Example: Second-Order Butterworth Lowpass

In the second-order case, we have, for the analog prototype,

$$H_a(s) = \frac{1}{(s + a)(s + \overline{a})}$$

where, from Eq.$\,$ (I.2), $a = e^{j\pi/4}$ , so that

$$H_a(s) = \frac{1}{(s + e^{j\pi/4})(s + e^{-j\pi/4})} = \frac{1}{s^2 + \sqrt{2}s + 1} \protect$$ (I.3)

To convert this to digital form, we apply the bilinear transform

$$s = c\frac{1-z^{-1}}{1+z^{-1}}$$

(from Eq.$\,$ (I.9)), where, as discussed in §I.3, we set

$$c = \cot(\omega_cT/2) \isdef \frac{\cos(\omega_cT/2)}{\sin(\omega_cT/2)}$$

to obtain a digital cut-off frequency at $\omega_c$ radians per second. For example, choosing $\omega_c T = \pi/2$ (a cut off at one-fourth the sampling rate), we get

$$c = \frac{\cos(\pi/4)}{\sin(\pi/4)} = 1$$

and the digital filter transfer function is

$$H_d(z) = H_a\left(\frac{1-z^{-1}}{1+z^{-1}}\right) = \frac{1}{\left(\frac{1-z^{-1}}{1+z^{-1}}\right)^2 + \sqrt{2}\left(\frac{1-z^{-1}}{1+z^{-1}}\right) + 1}$$ (I.4)

$$= \frac{(1+z^{-1})^2}{(1-2z^{-1}+z^{-2}) + (\sqrt{2} - \sqrt{2}z^{-2}) + (1+2z^{-1}+z^{-2})}$$ (I.5)

$$= \frac{(1+z^{-1})^2}{(2+\sqrt{2}) + (2-\sqrt{2})z^{-2}}$$ (I.6)

$$= \frac{1}{2+\sqrt{2}}\frac{(1+z^{-1})^2}{1 + \frac{2-\sqrt{2}}{2+\sqrt{2}}z^{-2}}$$ (I.7)

Note that the numerator is $(1+z^{-1})^2$ , as predicted earlier. As a check, we can verify that the dc gain is 1:

$$H_d(1) = \frac{2^2}{2+\sqrt{2} + 2-\sqrt{2}} = 1$$

It is also immediately verified that $H_d(-1) = 0$ , i.e., that there is a (double) notch at half the sampling rate.

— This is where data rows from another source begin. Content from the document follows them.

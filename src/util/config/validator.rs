//! 配置验证模块

use super::types::*;
use crate::resolver::FrozenSource;

/// 配置验证器
pub struct ConfigValidator;

impl ConfigValidator {
    /// 全面验证配置
    pub fn validate_all(config: &Config) -> ValidationReport {
        let mut report = ValidationReport::new();

        Self::validate_server_config(&config.server, &mut report);
        Self::validate_logging_config(&config.logging, &mut report);
        Self::validate_metadata_keys(config, &mut report);
        Self::validate_export_config(&config.export, &mut report);
        Self::validate_api_config(&config.api, &mut report);

        report
    }

    fn validate_server_config(config: &ServerConfig, report: &mut ValidationReport) {
        if config.port == 0 {
            report.add_error("server.port", "端口不能为0");
        } else if config.port < 1024 {
            report.add_warning("server.port", "使用了特权端口，可能需要管理员权限");
        }

        if config.host.trim().is_empty() {
            report.add_error("server.host", "监听地址不能为空");
        }
    }

    fn validate_logging_config(config: &LoggingConfig, report: &mut ValidationReport) {
        let valid_levels = ["trace", "debug", "info", "warn", "error"];
        let level = config.level.trim().to_ascii_lowercase();
        if !valid_levels.contains(&level.as_str()) {
            report.add_error("logging.level", &format!("无效的日志级别: {}", config.level));
        }

        if config.file.enabled {
            if config.file.directory.trim().is_empty() {
                report.add_error("logging.file.directory", "日志目录不能为空");
            }
            if config.file.retention_days == Some(0) {
                report.add_warning("logging.file.retention_days", "日志保留天数为0，日志将不会被清理");
            }
        }
    }

    fn validate_metadata_keys(config: &Config, report: &mut ValidationReport) {
        let keys = &config.metadata;

        for (field, key) in [
            ("metadata.rqid", &keys.rqid),
            ("metadata.build_number", &keys.build_number),
            ("metadata.version", &keys.version),
            ("metadata.environment", &keys.environment),
        ] {
            if key.trim().is_empty() {
                report.add_error(field, "键名不能为空");
            }
        }

        if keys.version == keys.environment {
            report.add_error(
                "metadata.environment",
                &format!("version 与 environment 使用了相同的键名: {}", keys.version),
            );
        }

        // 构建期只固化 RQID / BUILD_NUMBER
        if keys.rqid != FrozenSource::RQID_KEY {
            report.add_warning(
                "metadata.rqid",
                &format!("构建期仅固化 {}，{} 将始终取默认值", FrozenSource::RQID_KEY, keys.rqid),
            );
        }
        if keys.build_number != FrozenSource::BUILD_NUMBER_KEY {
            report.add_warning(
                "metadata.build_number",
                &format!(
                    "构建期仅固化 {}，{} 将始终取默认值",
                    FrozenSource::BUILD_NUMBER_KEY,
                    keys.build_number
                ),
            );
        }
    }

    fn validate_export_config(config: &ExportConfig, report: &mut ValidationReport) {
        if config.output_dir.trim().is_empty() {
            report.add_error("export.output_dir", "导出目录不能为空");
        }
    }

    fn validate_api_config(config: &ApiConfig, report: &mut ValidationReport) {
        if config.request_timeout_secs == 0 {
            report.add_error("api.request_timeout_secs", "请求超时必须大于0");
        }
        if config.cors_allow_any {
            report.add_info("api.cors_allow_any", "已允许任意来源访问 /api");
        }
    }
}

/// 验证报告
#[derive(Debug, Clone, Default)]
pub struct ValidationReport {
    pub errors: Vec<ValidationIssue>,
    pub warnings: Vec<ValidationIssue>,
    pub info: Vec<ValidationIssue>,
}

impl ValidationReport {
    pub fn new() -> Self {
        Self::default()
    }

    pub fn add_error(&mut self, field: &str, message: &str) {
        self.errors.push(ValidationIssue::new(field, message));
    }

    pub fn add_warning(&mut self, field: &str, message: &str) {
        self.warnings.push(ValidationIssue::new(field, message));
    }

    pub fn add_info(&mut self, field: &str, message: &str) {
        self.info.push(ValidationIssue::new(field, message));
    }

    pub fn has_errors(&self) -> bool {
        !self.errors.is_empty()
    }

    pub fn error_count(&self) -> usize {
        self.errors.len()
    }

    pub fn is_valid(&self) -> bool {
        !self.has_errors()
    }
}

/// 验证问题
#[derive(Debug, Clone)]
pub struct ValidationIssue {
    pub field: String,
    pub message: String,
}

impl ValidationIssue {
    fn new(field: &str, message: &str) -> Self {
        Self {
            field: field.to_string(),
            message: message.to_string(),
        }
    }
}
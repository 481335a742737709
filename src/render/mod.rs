//! 页面渲染模块
//!
//! - 构建信息展示 (display.rs)
//! - 页面外壳 (page.rs)
//! - CSS样式管理 (styles.rs)

pub mod display;
pub mod page;
pub mod styles;

pub use display::BuildInfoDisplay;
pub use page::PageShell;
pub use styles::CssStyleManager;
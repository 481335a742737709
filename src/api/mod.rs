//! HTTP 路由与处理函数
//!
//! - `GET /`                页面（可选 `?class=` 样式钩子）
//! - `GET /api/build-info`  构建元数据 JSON
//! - `GET /health`          健康检查

use crate::model::{BuildInfoResponse, BuildProvenance, HealthStatus};
use crate::render::PageShell;
use crate::util::middleware::request_logging_middleware;
use crate::AppState;
use axum::{
    extract::{Query, State},
    http::StatusCode,
    middleware,
    response::Html,
    routing::get,
    Json, Router,
};
use std::time::Duration;
use tower_http::cors::CorsLayer;
use tower_http::timeout::TimeoutLayer;

/// 页面查询参数的样式类键名
pub const CLASS_PARAM: &str = "class";

/// 取第一个 `class` 参数；重复出现时忽略其余值
fn first_class(params: &[(String, String)]) -> Option<&str> {
    params
        .iter()
        .find(|(key, _)| key == CLASS_PARAM)
        .map(|(_, value)| value.as_str())
}

pub fn routes(app_state: AppState) -> Router {
    let api = &app_state.config.api;
    let timeout = Duration::from_secs(api.request_timeout_secs.max(1));

    let mut api_routes = Router::new().route("/build-info", get(build_info));
    if api.cors_allow_any {
        api_routes = api_routes.layer(CorsLayer::permissive());
    }

    Router::new()
        .route("/", get(index))
        .route("/health", get(health))
        .nest("/api", api_routes)
        .layer(TimeoutLayer::with_status_code(
            StatusCode::REQUEST_TIMEOUT,
            timeout,
        ))
        .layer(middleware::from_fn(request_logging_middleware))
        .with_state(app_state)
}

/// GET /
pub async fn index(
    State(app_state): State<AppState>,
    Query(params): Query<Vec<(String, String)>>,
) -> Html<String> {
    let info = app_state.resolver.resolve();
    Html(PageShell::render_with_class(&info, first_class(&params)))
}

/// GET /api/build-info
pub async fn build_info(State(app_state): State<AppState>) -> Json<BuildInfoResponse> {
    Json(BuildInfoResponse {
        success: true,
        data: app_state.resolver.resolve(),
        provenance: BuildProvenance::current(),
    })
}

/// GET /health
pub async fn health() -> Json<HealthStatus> {
    Json(HealthStatus {
        status: "ok".to_string(),
        version: env!("CARGO_PKG_VERSION").to_string(),
        timestamp: chrono::Utc::now().to_rfc3339(),
    })
}
/// Build-time metadata exposed at runtime.
///
/// `FROZEN_RQID` and `FROZEN_BUILD_NUMBER` are captured by the build script
/// from `RQID` / `BUILD_NUMBER`, with the defaults already substituted.
pub const FROZEN_RQID: &str = env!("APP_FROZEN_RQID");
pub const FROZEN_BUILD_NUMBER: &str = env!("APP_FROZEN_BUILD_NUMBER");
pub const BUILD_COMMIT: &str = env!("APP_BUILD_COMMIT");
pub const BUILD_TIMESTAMP: &str = env!("APP_BUILD_TIMESTAMP");

/// Human-readable summary combining Cargo version and build metadata.
pub fn summary() -> String {
    format!(
        "{} (rqid {}, build #{}, commit {}, built at {})",
        env!("CARGO_PKG_VERSION"),
        FROZEN_RQID,
        FROZEN_BUILD_NUMBER,
        BUILD_COMMIT,
        BUILD_TIMESTAMP
    )
}

#[cfg(test)]
mod tests {
    use super::*;

    #[test]
    fn frozen_values_are_never_empty() {
        assert!(!FROZEN_RQID.is_empty());
        assert!(!FROZEN_BUILD_NUMBER.is_empty());
        assert!(!BUILD_COMMIT.is_empty());
    }

    #[test]
    fn summary_mentions_frozen_identity() {
        let text = summary();
        assert!(text.starts_with(env!("CARGO_PKG_VERSION")));
        assert!(text.contains(&format!("build #{}", FROZEN_BUILD_NUMBER)));
        assert!(text.contains(FROZEN_RQID));
    }
}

In the analog prototype, the cut-off frequency is $\omega_a=1$ rad/sec, where, from Eq.$\,$ (I.1), the amplitude response is $G_a(j)=1/\sqrt{2}$ . Since we mapped the cut-off frequency precisely under the bilinear transform, we expect the digital filter to have precisely this gain. The digital frequency response at one-fourth the sampling rate is

$$H_d(j) = \frac{(1-j)^2}{2+\sqrt{2} - (2-\sqrt{2})} = -\frac{j}{\sqrt{2}}, \protect$$ (I.8)

and $20\log_{10}(\left\vert H_d(j)\right\vert)=-3$ dB as expected.

Note from Eq.$\,$ (I.8) that the phase at cut-off is exactly -90 degrees in the digital filter. This can be verified against the pole-zero diagram in the $z$ plane, which has two zeros at $z = -1$ , each contributing +45 degrees, and two poles at $z=\pm j\sqrt{\frac{2-\sqrt{2}}{2+\sqrt{2}}}$ , each contributing -90 degrees. Thus, the calculated phase-response at the cut-off frequency agrees with what we expect from the digital pole-zero diagram.

In the $s$ plane, it is not as easy to use the pole-zero diagram to calculate the phase at $\omega_a=1$ , but using Eq.$\,$ (I.3), we quickly obtain

$$H_a(j\cdot 1) = \frac{1}{j^2 + \sqrt{2}j + 1} = -\frac{j}{\sqrt{2}},$$

and exact agreement with $H_d(e^{j\pi/2})$ [Eq.$\,$ (I.8)] is verified.

A related example appears in §9.2.4.